Collected data entries:
+++++

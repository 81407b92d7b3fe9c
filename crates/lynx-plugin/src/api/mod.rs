//! Extension API: the context, shared toolkit and injector exposed to
//! extension code.

pub mod context;
pub mod injector;
pub mod toolkit;

pub use context::{ExtensionContext, ExtensionIdentity};
pub use injector::CapabilityInjector;
pub use toolkit::Toolkit;
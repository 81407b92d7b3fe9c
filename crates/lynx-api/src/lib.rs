//! # lynx-api
//!
//! HTTP and WebSocket transport for Lynx built on Axum.
//!
//! Serves static files from the web root and wraps every request and
//! WebSocket session in hook dispatch. Dispatch runs on the blocking pool.

pub mod error;
pub mod files;
pub mod handlers;
pub mod middleware;
pub mod router;
pub mod state;

pub use router::build_router;
pub use state::AppState;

+++++

- **WHAT YOU SHOULD DO**: Retype the entries word for word.

- **ANSWER TO THIS EXERCISE**:
repository 81407b92d7b3fe9c
filename crates/lynx-plugin/src/api/mod.rs
//! Extension API: the context, shared toolkit and injector exposed to
//! extension code.

pub mod context;
pub mod injector;
pub mod toolkit;

pub use context::{ExtensionContext, ExtensionIdentity};
pub use injector::CapabilityInjector;
pub use toolkit::Toolkit;
repository 81407b92d7b3fe9c
filename crates/lynx-api/src/lib.rs
//! # lynx-api
//!
//! HTTP and WebSocket transport for Lynx built on Axum.
//!
//! Serves static files from the web root and wraps every request and
//! WebSocket session in hook dispatch. Dispatch runs on the blocking pool.

pub mod error;
pub mod files;
pub mod handlers;
pub mod middleware;
pub mod router;
pub mod state;

pub use router::build_router;
pub use state::AppState;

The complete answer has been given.